I was just unaware of these use cases, as I mentioned. I didn't really
know how zram was used with file systems. Thanks for the examples :)

>
> >
> > >
> > > I believe the original problem arose when zsmalloc reduced its lock
> > > granularity from the class level to a global level. And then, Zswap went
> > > to mitigate the issue with multiple zpools, but it's essentially another
> > > bandaid on top of the existing problem, IMO.
> >
> > IIRC we reduced the granularity when we added writeback support to
> > zsmalloc, which was relatively recent. I think we have seen lock
> > contention with zsmalloc long before that.

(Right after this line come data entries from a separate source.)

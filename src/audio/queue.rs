use parking_lot::Mutex;
use rand::seq::SliceRandom;
use std::{
    collections::VecDeque,
    sync::atomic::{AtomicBool, Ordering},
    time::Duration,
};
use tokio::{sync::Notify, time::Instant};
use tracing::debug;

use super::{error::PlayerError, track::TrackRef};

/// FIFO queue of tracks shared between the playback loop and commands.
///
/// The lock is only held for the duration of each operation, never across an
/// `.await`, so commands can mutate the queue while the loop waits in
/// [`TrackQueue::pop`].
#[derive(Debug, Default)]
pub struct TrackQueue {
    items: Mutex<VecDeque<TrackRef>>,
    available: Notify,
    /// Set once by [`TrackQueue::close`]; only changed under the `items` lock.
    closed: AtomicBool,
}

impl TrackQueue {
    pub fn new() -> Self {
        Self::default()
    }

    /// Appends a track and wakes a pending [`TrackQueue::pop`].
    pub fn push(&self, track: TrackRef) {
        debug!("➕ Queued: {}", track.name());
        self.items.lock().push_back(track);
        self.available.notify_one();
    }

    /// Appends as many of `tracks` as fit under `cap`, in order, as one step.
    /// Returns how many were accepted; a closed queue accepts none.
    pub fn extend_bounded(&self, tracks: Vec<TrackRef>, cap: usize) -> Result<usize, PlayerError> {
        let accepted = {
            let mut items = self.items.lock();
            if self.closed.load(Ordering::Acquire) {
                return Err(PlayerError::NotConnected);
            }
            let room = cap.saturating_sub(items.len());
            let before = items.len();
            items.extend(tracks.into_iter().take(room));
            items.len() - before
        };

        if accepted > 0 {
            debug!("➕ Queued {} tracks", accepted);
            self.available.notify_one();
        }
        Ok(accepted)
    }

    /// Drops every queued track and refuses further bounded pushes.
    pub fn close(&self) {
        let mut items = self.items.lock();
        self.closed.store(true, Ordering::Release);
        items.clear();
    }

    /// Closes the queue only if nothing is waiting in it. Lets an idle
    /// consumer give up without losing a track pushed after its timeout.
    pub fn close_if_empty(&self) -> bool {
        let items = self.items.lock();
        if !items.is_empty() {
            return false;
        }
        self.closed.store(true, Ordering::Release);
        true
    }

    pub fn is_closed(&self) -> bool {
        self.closed.load(Ordering::Acquire)
    }

    /// Removes the head of the queue, waiting up to `timeout` for one to be
    /// pushed. Fails with [`PlayerError::QueueTimeout`] if none arrives.
    ///
    /// Dropping the returned future cancels the wait without losing items.
    pub async fn pop(&self, timeout: Duration) -> Result<TrackRef, PlayerError> {
        let deadline = Instant::now() + timeout;

        loop {
            let notified = self.available.notified();
            tokio::pin!(notified);
            // Register before checking so a push between the check and the
            // await still wakes us.
            notified.as_mut().enable();

            let head = self.items.lock().pop_front();
            if let Some(track) = head {
                return Ok(track);
            }

            if tokio::time::timeout_at(deadline, notified).await.is_err() {
                return Err(PlayerError::QueueTimeout);
            }
        }
    }

    /// Non-blocking variant of [`TrackQueue::pop`].
    pub fn try_pop(&self) -> Option<TrackRef> {
        self.items.lock().pop_front()
    }

    /// Randomly permutes the queued tracks in place.
    pub fn shuffle(&self) {
        let mut items = self.items.lock();
        items.make_contiguous().shuffle(&mut rand::thread_rng());
    }

    /// Removes the track at a 0-based position.
    pub fn remove_at(&self, index: usize) -> Result<TrackRef, PlayerError> {
        let mut items = self.items.lock();
        let len = items.len();
        items
            .remove(index)
            .ok_or(PlayerError::IndexOutOfRange { index, len })
    }

    /// Snapshot of `start..end`, clamped to the queue length.
    pub fn slice(&self, start: usize, end: usize) -> Vec<TrackRef> {
        let items = self.items.lock();
        let end = end.min(items.len());
        if start >= end {
            return Vec::new();
        }
        items.range(start..end).cloned().collect()
    }

    /// Drops every queued track. A pending pop keeps waiting.
    pub fn clear(&self) {
        self.items.lock().clear();
    }

    pub fn len(&self) -> usize {
        self.items.lock().len()
    }

    pub fn is_empty(&self) -> bool {
        self.items.lock().is_empty()
    }

    /// Sum of the known lengths of queued tracks.
    pub fn total_length(&self) -> Duration {
        self.items
            .lock()
            .iter()
            .filter_map(|track| track.length())
            .sum()
    }
}
use anyhow::Result;
use serenity::{
    builder::{
        CreateAutocompleteResponse, CreateInteractionResponse, EditInteractionResponse,
    },
    model::{
        application::CommandInteraction,
        id::{ChannelId, GuildId, UserId},
    },
    prelude::Context,
};
use std::sync::Arc;
use tracing::{debug, error, info};

use crate::{
    audio::{error::PlayerError, voice::DiscordNotifier},
    bot::{
        archive, fun,
        music::{self, MusicContext, Reply},
        settings,
        AlexaBot,
    },
    sources::SongField,
    ui::embeds::create_error_embed,
};

/// Runs a slash command and edits the deferred response with the outcome.
pub async fn handle_command(
    ctx: &Context,
    command: CommandInteraction,
    bot: &AlexaBot,
) -> Result<()> {
    info!(
        "📝 /{} used by {} in {:?}",
        command.data.name, command.user.name, command.guild_id
    );

    // Resolving a playlist can take longer than the interaction deadline.
    command.defer(&ctx.http).await?;

    let outcome = match fun_reply(&command) {
        Some(reply) => Ok(reply),
        None => match command.guild_id {
            Some(guild_id) => dispatch(ctx, &command, guild_id, bot).await,
            None => Err(PlayerError::InvalidQuery(
                "This command only works in a server.".to_string(),
            )),
        },
    };

    let reply = outcome.unwrap_or_else(|e| {
        if e.is_internal() {
            error!("Error handling /{}: {:?}", command.data.name, e);
            Reply::Embed(create_error_embed(&e.user_message()))
        } else {
            debug!("/{} refused: {}", command.data.name, e);
            Reply::Text(e.user_message())
        }
    });

    let response = match reply {
        Reply::Text(text) => EditInteractionResponse::new().content(text),
        Reply::Embed(embed) => EditInteractionResponse::new().embed(embed),
    };
    command.edit_response(&ctx.http, response).await?;

    Ok(())
}

fn fun_reply(command: &CommandInteraction) -> Option<Reply> {
    let mut rng = rand::thread_rng();
    let text = match command.data.name.as_str() {
        "8ball" => fun::eight_ball(string_option(command, "question"), &mut rng),
        "coinflip" => fun::coinflip(&mut rng),
        "roll" => fun::roll(string_option(command, "dice"), &mut rng),
        _ => return None,
    };
    Some(Reply::Text(text))
}

async fn dispatch(
    ctx: &Context,
    command: &CommandInteraction,
    guild_id: GuildId,
    bot: &AlexaBot,
) -> Result<Reply, PlayerError> {
    let music = MusicContext {
        guild_id,
        user_id: command.user.id,
        user_voice: user_voice_channel(ctx, guild_id, command.user.id),
        registry: &bot.registry,
        gateway: bot.gateway.as_ref(),
        notifier: Arc::new(DiscordNotifier::new(ctx.http.clone(), command.channel_id)),
    };

    match command.data.name.as_str() {
        "join" => music::join(&music).await,
        "summon" => music::summon(&music, channel_option(command, "channel")).await,
        "leave" => music::leave(&music).await,
        "play" => {
            let query = string_option(command, "query").unwrap_or_default();
            music::play(&music, bot.resolver.as_ref(), query).await
        }
        "play-local" => {
            music::play_local(
                &music,
                bot.library.as_deref(),
                string_option(command, "title"),
                string_option(command, "album"),
                string_option(command, "artist"),
            )
            .await
        }
        "pause" => music::pause(&music).await,
        "resume" => music::resume(&music).await,
        "stop" => music::stop(&music).await,
        "skip" => music::skip(&music).await,
        "queue" => {
            let page = integer_option(command, "page").unwrap_or(1);
            music::queue(&music, usize::try_from(page).unwrap_or(1))
        }
        "shuffle" => music::shuffle(&music),
        "remove" => {
            let index = integer_option(command, "index").unwrap_or(0);
            music::remove(&music, usize::try_from(index).unwrap_or(0))
        }
        "loop" => music::toggle_loop(&music),
        "now" => music::now_playing(&music),
        "set-archive" => {
            let channel = channel_option(command, "channel").unwrap_or(command.channel_id);
            let text = archive::set_archive(&bot.storage, guild_id, channel).await?;
            Ok(Reply::Text(text))
        }
        "prefix" => {
            let text =
                settings::prefix(&bot.storage, guild_id, string_option(command, "prefix")).await?;
            Ok(Reply::Text(text))
        }
        "remove-archive" => {
            let text = archive::remove_archive(&bot.storage, guild_id).await?;
            Ok(Reply::Text(text))
        }
        other => Err(PlayerError::InvalidQuery(format!("❌ Unknown command /{}", other))),
    }
}

/// Suggestions for the `/play-local` fields.
pub async fn handle_autocomplete(
    ctx: &Context,
    interaction: CommandInteraction,
    bot: &AlexaBot,
) -> Result<()> {
    let Some(focused) = interaction.data.autocomplete() else {
        return Ok(());
    };
    let Some(field) = SongField::from_option(focused.name) else {
        return Ok(());
    };

    let others: Vec<(SongField, String)> = interaction
        .data
        .options
        .iter()
        .filter(|option| option.name != focused.name)
        .filter_map(|option| {
            let field = SongField::from_option(&option.name)?;
            Some((field, option.value.as_str()?.to_string()))
        })
        .collect();

    let choices = bot
        .library
        .as_ref()
        .map(|library| library.autocomplete(field, focused.value, &others))
        .unwrap_or_default();

    let response = choices
        .into_iter()
        .fold(CreateAutocompleteResponse::new(), |response, choice| {
            response.add_string_choice(choice.clone(), choice)
        });
    interaction
        .create_response(&ctx.http, CreateInteractionResponse::Autocomplete(response))
        .await?;

    Ok(())
}

fn string_option<'a>(command: &'a CommandInteraction, name: &str) -> Option<&'a str> {
    command
        .data
        .options
        .iter()
        .find(|opt| opt.name == name)
        .and_then(|opt| opt.value.as_str())
}

fn integer_option(command: &CommandInteraction, name: &str) -> Option<i64> {
    command
        .data
        .options
        .iter()
        .find(|opt| opt.name == name)
        .and_then(|opt| opt.value.as_i64())
}

fn channel_option(command: &CommandInteraction, name: &str) -> Option<ChannelId> {
    command
        .data
        .options
        .iter()
        .find(|opt| opt.name == name)
        .and_then(|opt| opt.value.as_channel_id())
}

fn user_voice_channel(ctx: &Context, guild_id: GuildId, user_id: UserId) -> Option<ChannelId> {
    let guild = guild_id.to_guild_cached(&ctx.cache)?;
    guild
        .voice_states
        .get(&user_id)
        .and_then(|voice_state| voice_state.channel_id)
}
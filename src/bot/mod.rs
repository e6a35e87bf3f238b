//! # Bot Module
//!
//! Discord glue around the playback engine.
//!
//! [`AlexaBot`] implements Serenity's [`EventHandler`]: it registers the slash
//! commands once the gateway is ready, routes interactions to [`handlers`],
//! tears a guild's session down when the bot is kicked from voice, and feeds
//! pin updates to the [`archive`].
//!
//! The command logic itself lives in [`music`], [`archive`] and [`fun`] and
//! does not depend on a live gateway.

use serenity::{
    all::{Context, EventHandler, GuildId, Interaction, Ready, VoiceState},
    async_trait,
    model::event::ChannelPinsUpdateEvent,
};
use std::sync::Arc;
use tokio::sync::Mutex;
use tracing::{error, info, warn};

pub mod archive;
pub mod commands;
pub mod fun;
pub mod handlers;
pub mod music;
pub mod settings;

use crate::{
    audio::{registry::SessionRegistry, voice::VoiceGateway},
    config::Config,
    sources::{LocalLibrary, TrackResolver},
    storage::JsonStorage,
};

pub struct AlexaBot {
    config: Arc<Config>,
    /// Guild settings (archive channel, prefix).
    storage: Arc<Mutex<JsonStorage>>,
    /// One playback session per guild.
    registry: SessionRegistry,
    resolver: Arc<dyn TrackResolver>,
    /// `None` when no music folder is configured.
    library: Option<Arc<LocalLibrary>>,
    gateway: Arc<dyn VoiceGateway>,
}

impl AlexaBot {
    pub fn new(
        config: Config,
        storage: Arc<Mutex<JsonStorage>>,
        registry: SessionRegistry,
        resolver: Arc<dyn TrackResolver>,
        library: Option<Arc<LocalLibrary>>,
        gateway: Arc<dyn VoiceGateway>,
    ) -> Self {
        Self {
            config: Arc::new(config),
            storage,
            registry,
            resolver,
            library,
            gateway,
        }
    }

    /// Registers the slash commands on the configured guild, or globally
    /// when none is set.
    ///
    /// Guild commands propagate within seconds, global ones can take up to
    /// an hour.
    async fn register_commands(&self, ctx: &Context) -> anyhow::Result<()> {
        match self.config.guild_id {
            Some(guild_id) => {
                let guild_id = GuildId::new(guild_id);
                commands::register_guild_commands(ctx, guild_id).await?;
                info!("✅ Commands registered for guild {}", guild_id);
            }
            None => {
                commands::register_global_commands(ctx).await?;
                info!("✅ Commands registered globally");
            }
        }

        Ok(())
    }
}

#[async_trait]
impl EventHandler for AlexaBot {
    async fn ready(&self, ctx: Context, ready: Ready) {
        info!("🤖 {} is online!", ready.user.name);
        info!("📊 Connected to {} guilds", ready.guilds.len());

        if let Err(e) = self.register_commands(&ctx).await {
            error!("Error registering commands: {:?}", e);
        }
    }

    async fn interaction_create(&self, ctx: Context, interaction: Interaction) {
        let result = match interaction {
            Interaction::Command(command) => handlers::handle_command(&ctx, command, self).await,
            Interaction::Autocomplete(autocomplete) => {
                handlers::handle_autocomplete(&ctx, autocomplete, self).await
            }
            _ => Ok(()),
        };

        if let Err(e) = result {
            error!("Error handling interaction: {:?}", e);
        }
    }

    /// Tears the session down when the bot is disconnected from voice by
    /// someone else.
    async fn voice_state_update(&self, ctx: Context, old: Option<VoiceState>, new: VoiceState) {
        let bot_id = ctx.cache.current_user().id;
        if new.user_id != bot_id || new.channel_id.is_some() {
            return;
        }
        let (Some(old), Some(guild_id)) = (old, new.guild_id) else {
            return;
        };

        if self
            .registry
            .leave_disconnected(guild_id, old.channel_id)
            .await
        {
            warn!("🔌 Disconnected from voice in guild {}, session closed", guild_id);
        }
    }

    async fn channel_pins_update(&self, ctx: Context, pin: ChannelPinsUpdateEvent) {
        if let Err(e) = archive::archive_latest_pin(&ctx, &self.storage, &pin).await {
            error!("Error archiving pin from channel {}: {:?}", pin.channel_id, e);
        }
    }
}
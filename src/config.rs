use anyhow::{Context, Result};
use std::{path::PathBuf, time::Duration};

use crate::audio::session::SessionSettings;

#[derive(Debug, Clone)]
pub struct Config {
    // Discord
    pub discord_token: String,
    pub guild_id: Option<u64>, // Registers commands on one guild instead of globally

    // Playback
    pub idle_timeout: Duration,
    pub max_queue_size: usize,
    pub max_playlist_size: usize,
    pub ytdlp_path: String,

    // Paths
    pub local_music_folder: Option<PathBuf>,
    pub data_dir: PathBuf,
}

impl Config {
    /// Reads the configuration from the environment, loading `.env` first.
    pub fn load() -> Result<Self> {
        dotenvy::dotenv().ok();
        let config = Self::from_lookup(|key| std::env::var(key).ok())?;

        std::fs::create_dir_all(&config.data_dir)
            .with_context(|| format!("cannot create {}", config.data_dir.display()))?;

        config.validate()?;
        Ok(config)
    }

    /// Builds a configuration from any key/value source. Empty values count
    /// as unset.
    pub fn from_lookup(lookup: impl Fn(&str) -> Option<String>) -> Result<Self> {
        let var = |key: &str| lookup(key).filter(|value| !value.trim().is_empty());
        let defaults = Self::default();

        Ok(Self {
            discord_token: var("DISCORD_TOKEN").context("DISCORD_TOKEN is not set")?,
            guild_id: var("GUILD_ID")
                .map(|id| id.trim().parse())
                .transpose()
                .context("GUILD_ID must be a numeric id")?,

            idle_timeout: var("IDLE_TIMEOUT")
                .map(|value| humantime::parse_duration(value.trim()))
                .transpose()
                .context("IDLE_TIMEOUT must be a duration such as `3m` or `180s`")?
                .unwrap_or(defaults.idle_timeout),
            max_queue_size: var("MAX_QUEUE_SIZE")
                .map(|value| value.trim().parse())
                .transpose()
                .context("MAX_QUEUE_SIZE must be a number")?
                .unwrap_or(defaults.max_queue_size),
            max_playlist_size: var("MAX_PLAYLIST_SIZE")
                .map(|value| value.trim().parse())
                .transpose()
                .context("MAX_PLAYLIST_SIZE must be a number")?
                .unwrap_or(defaults.max_playlist_size),
            ytdlp_path: var("YTDLP_PATH").unwrap_or(defaults.ytdlp_path),

            local_music_folder: var("LOCAL_MUSIC_FOLDER").map(PathBuf::from),
            data_dir: var("DATA_DIR").map(PathBuf::from).unwrap_or(defaults.data_dir),
        })
    }

    /// Sanity checks that catch common deployment mistakes.
    pub fn validate(&self) -> Result<()> {
        if self.discord_token.trim().is_empty() {
            anyhow::bail!("Discord token must not be empty");
        }

        if self.idle_timeout.is_zero() {
            anyhow::bail!("Idle timeout must be greater than 0");
        }

        if self.max_queue_size == 0 {
            anyhow::bail!("Max queue size must be greater than 0");
        }

        if self.max_playlist_size == 0 {
            anyhow::bail!("Max playlist size must be greater than 0");
        }

        if let Some(folder) = &self.local_music_folder {
            if !folder.is_dir() {
                anyhow::bail!("Local music folder {} is not a directory", folder.display());
            }
        }

        Ok(())
    }

    pub fn session_settings(&self) -> SessionSettings {
        SessionSettings {
            idle_timeout: self.idle_timeout,
            max_queue_size: self.max_queue_size,
        }
    }

    /// Summary safe to log: never includes the token.
    pub fn summary(&self) -> String {
        format!(
            "Config Summary:\n  \
            Commands: {}\n  \
            Playback: {} idle timeout, {} queue, {} playlist entries\n  \
            Sources: yt-dlp at `{}`, local music {}\n  \
            Data: {}",
            self.guild_id
                .map_or("global".to_string(), |id| format!("guild {}", id)),
            humantime::format_duration(self.idle_timeout),
            self.max_queue_size,
            self.max_playlist_size,
            self.ytdlp_path,
            self.local_music_folder
                .as_ref()
                .map_or("disabled".to_string(), |dir| dir.display().to_string()),
            self.data_dir.display(),
        )
    }
}

impl Default for Config {
    fn default() -> Self {
        Self {
            discord_token: String::new(),
            guild_id: None,

            idle_timeout: Duration::from_secs(180),
            max_queue_size: 1000,
            max_playlist_size: 100,
            ytdlp_path: "yt-dlp".to_string(),

            local_music_folder: None,
            data_dir: "./data".into(),
        }
    }
}

#[cfg(test)]
mod tests {
    use super::*;
    use pretty_assertions::assert_eq;
    use std::collections::HashMap;

    fn load(vars: &[(&str, &str)]) -> Result<Config> {
        let vars: HashMap<String, String> = vars
            .iter()
            .map(|(k, v)| (k.to_string(), v.to_string()))
            .collect();
        Config::from_lookup(|key| vars.get(key).cloned())
    }

    #[test]
    fn defaults_apply_when_only_the_token_is_set() {
        let config = load(&[("DISCORD_TOKEN", "abc"), ("GUILD_ID", "")]).unwrap();
        assert_eq!(config.discord_token, "abc");
        assert_eq!(config.guild_id, None);
        assert_eq!(config.idle_timeout, Duration::from_secs(180));
        assert_eq!(config.max_queue_size, 1000);
        assert_eq!(config.max_playlist_size, 100);
        assert_eq!(config.ytdlp_path, "yt-dlp");
        assert_eq!(config.local_music_folder, None);
        assert_eq!(config.data_dir, PathBuf::from("./data"));
    }

    #[test]
    fn token_is_required() {
        assert!(load(&[]).is_err());
    }

    #[test]
    fn parses_overrides() {
        let config = load(&[
            ("DISCORD_TOKEN", "abc"),
            ("GUILD_ID", "1234"),
            ("IDLE_TIMEOUT", "90s"),
            ("MAX_QUEUE_SIZE", "50"),
            ("LOCAL_MUSIC_FOLDER", "/srv/music"),
        ])
        .unwrap();
        assert_eq!(config.guild_id, Some(1234));
        assert_eq!(config.idle_timeout, Duration::from_secs(90));
        assert_eq!(config.session_settings().max_queue_size, 50);
        assert_eq!(config.local_music_folder, Some(PathBuf::from("/srv/music")));
    }

    #[test]
    fn malformed_values_are_rejected() {
        assert!(load(&[("DISCORD_TOKEN", "abc"), ("IDLE_TIMEOUT", "soon")]).is_err());
        assert!(load(&[("DISCORD_TOKEN", "abc"), ("MAX_QUEUE_SIZE", "-1")]).is_err());
    }

    #[test]
    fn validate_checks_limits_and_music_folder() {
        let dir = tempfile::tempdir().unwrap();
        let mut config = Config {
            discord_token: "abc".to_string(),
            local_music_folder: Some(dir.path().to_path_buf()),
            ..Config::default()
        };
        assert!(config.validate().is_ok());

        config.local_music_folder = Some(dir.path().join("missing"));
        assert!(config.validate().is_err());

        config.local_music_folder = None;
        config.max_queue_size = 0;
        assert!(config.validate().is_err());
    }

    #[test]
    fn summary_hides_the_token() {
        let config = Config {
            discord_token: "super-secret".to_string(),
            ..Config::default()
        };
        let summary = config.summary();
        assert!(!summary.contains("super-secret"));
        assert!(summary.contains("3m"));
        assert!(summary.contains("local music disabled"));
    }
}
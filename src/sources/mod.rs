pub mod local;
pub mod youtube;

use async_trait::async_trait;
use serenity::model::id::UserId;

use crate::audio::{error::PlayerError, track::TrackRef};

pub use local::{LocalLibrary, LocalTrack, SongData, SongField};
pub use youtube::{RemoteTrack, YtDlp, YtDlpResolver};

/// Turns a user query into playable tracks.
///
/// Resolution only fetches metadata; the audio locator is produced later by
/// each track's `generate_source`.
#[cfg_attr(test, mockall::automock)]
#[async_trait]
pub trait TrackResolver: Send + Sync {
    /// Returns one track for a single item, or every entry of a playlist.
    /// Never returns an empty list: no results is [`PlayerError::NotFound`].
    async fn resolve(&self, query: &str, requester: UserId) -> Result<Vec<TrackRef>, PlayerError>;
}

/// Whether the query should be handed to yt-dlp as-is instead of searched.
pub fn is_url(query: &str) -> bool {
    url::Url::parse(query)
        .map(|url| matches!(url.scheme(), "http" | "https"))
        .unwrap_or(false)
}
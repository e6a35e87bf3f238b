//! # Audio Module
//!
//! Playback engine shared by every guild.
//!
//! ### [`session`] - Playback Session
//! - One state machine per guild: connection, current track, loop mode
//! - Background loop that pulls from the queue and waits for each track to end
//! - Tears itself down after the idle timeout
//!
//! ### [`queue`] - Track Queue
//! - FIFO of lazily resolved tracks, safe to mutate while the loop waits on it
//!
//! ### [`voice`] - Voice Backend
//! - Traits the session talks to, with songbird/serenity implementations
//!
//! ### [`registry`] - Session Registry
//! - Guild to session map; destroyed sessions detach themselves

pub mod error;
pub mod queue;
pub mod registry;
pub mod session;
pub mod track;
pub mod voice;

#[cfg(test)]
pub(crate) mod testing;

We have had a similar patch
> > internally to use multiple zpools in zswap for many years now.
> >
> > +Yu Zhao
> >
> > Yu has more historical context about this, I am hoping he will shed
> > more light about this.
> >
> > >
> > > The correct approach would be to further reduce the zsmalloc lock
> > > granularity.
> >
> > I definitely agree that the correct approach should be to fix the lock
> > contention at the source and drop zswap's usage of multiple zpools.
> > Nonetheless, I think this patch provides value in the meantime. The
> > fragmentation within the slab caches is real with zswap's use case.
> > OTOH, sharing a cache between swap and file system use cases leading
> > to fragmentation within the same slab cache is a less severe problem
> > in my opinion.
> >
> > That being said, I don't feel strongly. If you really don't like this
> > patch I am fine with dropping it.
>
> How about introducing a flag like "bool slab_merge" in zs_create_pool?
> This would allow zswap to unify slabs while others don't.

Yeah this should work. But I'll wait until we have more data and we
know whether we need to keep using multiple zpools for zswap.

I sent this patch because I thought it would be generally useful to
share caches (e.g. if we have zram and zswap on the same system),  but
given that you said it is actually preferable that the caches are
separate, it may not be. I'll wait for more data before sending any
more patches to address this.

Andrew, could you please take this out of mm-unstable?

Thanks!